Every line with "modulo" in it should be copied from the data.

Stored data
■ ■ ■
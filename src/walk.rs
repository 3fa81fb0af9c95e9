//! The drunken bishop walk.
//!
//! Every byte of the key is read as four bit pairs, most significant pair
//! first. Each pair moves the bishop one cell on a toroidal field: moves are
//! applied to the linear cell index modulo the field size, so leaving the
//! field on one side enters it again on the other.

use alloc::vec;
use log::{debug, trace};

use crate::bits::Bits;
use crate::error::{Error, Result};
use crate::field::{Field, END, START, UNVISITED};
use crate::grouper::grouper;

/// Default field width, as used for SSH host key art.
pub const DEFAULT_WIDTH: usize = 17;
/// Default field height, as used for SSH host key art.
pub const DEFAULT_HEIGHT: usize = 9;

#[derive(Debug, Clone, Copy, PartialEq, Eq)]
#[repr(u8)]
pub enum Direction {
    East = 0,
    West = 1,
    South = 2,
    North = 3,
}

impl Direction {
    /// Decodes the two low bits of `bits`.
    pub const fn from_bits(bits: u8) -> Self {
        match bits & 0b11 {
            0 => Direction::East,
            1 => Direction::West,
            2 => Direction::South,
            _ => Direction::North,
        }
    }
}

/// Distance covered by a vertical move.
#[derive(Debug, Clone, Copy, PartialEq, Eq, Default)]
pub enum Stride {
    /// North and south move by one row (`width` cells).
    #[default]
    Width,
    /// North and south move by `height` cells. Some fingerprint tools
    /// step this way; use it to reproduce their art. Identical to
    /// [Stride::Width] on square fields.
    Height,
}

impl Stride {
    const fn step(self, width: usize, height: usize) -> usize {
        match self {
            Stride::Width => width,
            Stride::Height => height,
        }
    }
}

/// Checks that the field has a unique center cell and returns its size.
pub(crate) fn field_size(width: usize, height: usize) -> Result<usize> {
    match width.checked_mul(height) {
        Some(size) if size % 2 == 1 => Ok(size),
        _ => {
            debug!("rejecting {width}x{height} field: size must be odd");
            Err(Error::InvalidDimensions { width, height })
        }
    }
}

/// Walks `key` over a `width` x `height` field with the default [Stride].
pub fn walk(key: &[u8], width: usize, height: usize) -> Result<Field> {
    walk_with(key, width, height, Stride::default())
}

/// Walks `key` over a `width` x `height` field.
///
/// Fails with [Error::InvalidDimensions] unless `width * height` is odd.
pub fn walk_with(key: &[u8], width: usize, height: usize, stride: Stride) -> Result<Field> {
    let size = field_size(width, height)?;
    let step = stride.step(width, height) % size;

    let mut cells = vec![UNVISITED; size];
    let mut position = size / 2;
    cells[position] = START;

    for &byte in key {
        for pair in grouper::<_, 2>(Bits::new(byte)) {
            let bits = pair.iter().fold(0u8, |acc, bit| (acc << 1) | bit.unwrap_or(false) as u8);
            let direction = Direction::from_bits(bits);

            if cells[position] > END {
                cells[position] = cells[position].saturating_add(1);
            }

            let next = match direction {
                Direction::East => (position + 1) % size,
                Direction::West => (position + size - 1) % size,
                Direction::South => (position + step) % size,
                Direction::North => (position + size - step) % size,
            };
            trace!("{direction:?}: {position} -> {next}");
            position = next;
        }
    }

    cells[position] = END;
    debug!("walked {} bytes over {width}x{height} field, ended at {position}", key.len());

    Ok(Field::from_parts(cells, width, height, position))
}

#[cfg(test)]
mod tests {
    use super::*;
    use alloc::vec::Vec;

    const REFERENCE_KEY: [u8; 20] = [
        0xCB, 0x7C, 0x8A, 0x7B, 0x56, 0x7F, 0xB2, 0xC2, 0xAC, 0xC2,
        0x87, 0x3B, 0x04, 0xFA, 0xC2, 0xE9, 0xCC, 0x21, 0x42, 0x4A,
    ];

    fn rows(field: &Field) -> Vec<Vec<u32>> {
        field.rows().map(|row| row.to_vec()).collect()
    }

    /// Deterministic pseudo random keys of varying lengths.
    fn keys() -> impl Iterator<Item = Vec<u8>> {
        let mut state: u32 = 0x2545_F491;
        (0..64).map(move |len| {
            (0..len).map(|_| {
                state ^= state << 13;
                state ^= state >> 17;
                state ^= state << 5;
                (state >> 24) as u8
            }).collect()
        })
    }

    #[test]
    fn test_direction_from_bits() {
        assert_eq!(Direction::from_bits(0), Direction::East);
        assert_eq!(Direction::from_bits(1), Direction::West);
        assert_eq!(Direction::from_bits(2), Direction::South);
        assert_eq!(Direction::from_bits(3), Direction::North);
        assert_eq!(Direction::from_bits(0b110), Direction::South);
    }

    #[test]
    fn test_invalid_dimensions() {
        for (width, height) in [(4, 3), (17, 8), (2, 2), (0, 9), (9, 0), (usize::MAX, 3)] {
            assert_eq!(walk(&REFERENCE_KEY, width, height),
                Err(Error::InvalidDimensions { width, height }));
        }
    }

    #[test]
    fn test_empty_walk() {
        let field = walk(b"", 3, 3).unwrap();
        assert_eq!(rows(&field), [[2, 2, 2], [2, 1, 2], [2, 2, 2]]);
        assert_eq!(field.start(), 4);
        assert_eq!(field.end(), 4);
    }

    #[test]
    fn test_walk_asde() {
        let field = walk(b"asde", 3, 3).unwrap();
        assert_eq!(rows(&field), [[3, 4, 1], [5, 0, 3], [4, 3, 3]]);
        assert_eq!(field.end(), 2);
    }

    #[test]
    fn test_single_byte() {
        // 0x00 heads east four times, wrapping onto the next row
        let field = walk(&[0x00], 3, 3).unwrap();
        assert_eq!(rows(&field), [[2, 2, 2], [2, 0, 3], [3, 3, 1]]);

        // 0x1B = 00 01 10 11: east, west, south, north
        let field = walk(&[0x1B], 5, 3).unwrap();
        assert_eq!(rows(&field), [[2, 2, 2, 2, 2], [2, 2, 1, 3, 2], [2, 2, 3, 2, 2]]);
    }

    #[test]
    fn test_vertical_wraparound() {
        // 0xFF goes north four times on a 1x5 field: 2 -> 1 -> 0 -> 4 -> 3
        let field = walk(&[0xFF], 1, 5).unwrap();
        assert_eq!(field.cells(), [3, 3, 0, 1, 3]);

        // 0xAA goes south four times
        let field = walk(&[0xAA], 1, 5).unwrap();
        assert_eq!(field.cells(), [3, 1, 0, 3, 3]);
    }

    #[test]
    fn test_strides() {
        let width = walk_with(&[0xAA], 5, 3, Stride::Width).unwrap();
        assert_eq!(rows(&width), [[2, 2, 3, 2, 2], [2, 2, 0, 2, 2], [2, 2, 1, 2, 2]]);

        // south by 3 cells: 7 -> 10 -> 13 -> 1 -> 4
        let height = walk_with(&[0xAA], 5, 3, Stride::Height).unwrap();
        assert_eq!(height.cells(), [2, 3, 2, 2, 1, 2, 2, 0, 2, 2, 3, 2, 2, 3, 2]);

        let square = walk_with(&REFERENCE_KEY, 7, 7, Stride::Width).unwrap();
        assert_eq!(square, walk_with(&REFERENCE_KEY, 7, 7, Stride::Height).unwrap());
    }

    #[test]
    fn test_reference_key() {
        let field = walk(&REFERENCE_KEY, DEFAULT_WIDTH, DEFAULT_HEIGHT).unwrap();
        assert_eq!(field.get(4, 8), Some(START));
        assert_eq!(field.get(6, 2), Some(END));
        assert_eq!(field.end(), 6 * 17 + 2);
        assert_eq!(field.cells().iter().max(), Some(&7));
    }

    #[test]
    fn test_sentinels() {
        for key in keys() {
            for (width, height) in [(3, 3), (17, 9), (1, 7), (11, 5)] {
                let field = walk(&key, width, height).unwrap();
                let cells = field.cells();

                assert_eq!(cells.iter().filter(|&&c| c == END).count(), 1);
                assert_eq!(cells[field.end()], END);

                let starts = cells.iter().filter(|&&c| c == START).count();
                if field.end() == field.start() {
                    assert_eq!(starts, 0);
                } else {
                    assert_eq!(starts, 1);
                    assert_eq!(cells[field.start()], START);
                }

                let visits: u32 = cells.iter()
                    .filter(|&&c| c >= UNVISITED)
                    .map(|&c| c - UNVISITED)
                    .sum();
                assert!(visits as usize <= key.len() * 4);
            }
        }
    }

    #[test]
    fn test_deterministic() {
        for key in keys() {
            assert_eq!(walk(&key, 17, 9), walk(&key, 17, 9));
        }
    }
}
■ ■ ■
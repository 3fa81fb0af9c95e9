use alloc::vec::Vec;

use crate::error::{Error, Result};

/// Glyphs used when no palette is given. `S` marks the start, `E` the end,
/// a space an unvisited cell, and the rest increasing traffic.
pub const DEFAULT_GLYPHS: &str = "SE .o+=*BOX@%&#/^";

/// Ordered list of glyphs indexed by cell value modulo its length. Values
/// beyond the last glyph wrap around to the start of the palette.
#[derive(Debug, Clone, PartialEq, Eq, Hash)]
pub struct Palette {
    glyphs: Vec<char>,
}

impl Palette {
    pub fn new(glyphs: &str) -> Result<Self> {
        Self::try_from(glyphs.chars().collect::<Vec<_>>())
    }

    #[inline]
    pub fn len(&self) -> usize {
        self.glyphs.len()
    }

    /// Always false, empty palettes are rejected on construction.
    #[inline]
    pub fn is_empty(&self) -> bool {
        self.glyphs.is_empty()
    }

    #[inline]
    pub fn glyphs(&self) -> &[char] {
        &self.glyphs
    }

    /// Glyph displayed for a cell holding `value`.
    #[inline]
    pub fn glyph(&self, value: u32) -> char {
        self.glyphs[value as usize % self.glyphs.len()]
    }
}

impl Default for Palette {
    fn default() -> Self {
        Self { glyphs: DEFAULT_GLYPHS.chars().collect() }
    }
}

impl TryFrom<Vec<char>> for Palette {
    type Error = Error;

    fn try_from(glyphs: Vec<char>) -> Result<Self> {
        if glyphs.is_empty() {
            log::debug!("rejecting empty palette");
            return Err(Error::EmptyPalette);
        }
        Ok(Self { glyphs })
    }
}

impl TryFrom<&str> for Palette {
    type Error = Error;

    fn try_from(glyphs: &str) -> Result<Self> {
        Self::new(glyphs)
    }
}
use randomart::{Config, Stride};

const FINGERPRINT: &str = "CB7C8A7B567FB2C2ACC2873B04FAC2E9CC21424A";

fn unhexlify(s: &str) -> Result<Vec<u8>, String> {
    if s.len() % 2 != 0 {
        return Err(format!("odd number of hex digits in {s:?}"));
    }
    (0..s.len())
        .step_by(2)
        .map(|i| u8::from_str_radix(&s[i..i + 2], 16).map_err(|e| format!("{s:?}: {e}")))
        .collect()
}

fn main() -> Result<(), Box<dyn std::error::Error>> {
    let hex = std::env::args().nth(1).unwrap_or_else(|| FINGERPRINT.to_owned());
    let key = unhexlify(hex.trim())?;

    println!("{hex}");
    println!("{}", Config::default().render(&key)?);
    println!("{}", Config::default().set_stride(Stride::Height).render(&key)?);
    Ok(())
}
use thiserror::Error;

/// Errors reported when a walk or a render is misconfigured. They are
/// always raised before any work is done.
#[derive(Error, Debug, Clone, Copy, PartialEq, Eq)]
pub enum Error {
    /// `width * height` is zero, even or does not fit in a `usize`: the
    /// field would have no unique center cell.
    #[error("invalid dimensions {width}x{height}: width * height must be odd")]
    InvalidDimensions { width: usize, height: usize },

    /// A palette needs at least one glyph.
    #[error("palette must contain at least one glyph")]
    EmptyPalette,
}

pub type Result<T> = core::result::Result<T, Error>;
■ ■ ■
● The answer
//! applied to the linear cell index modulo the field size, so leaving the
/// Ordered list of glyphs indexed by cell value modulo its length. Values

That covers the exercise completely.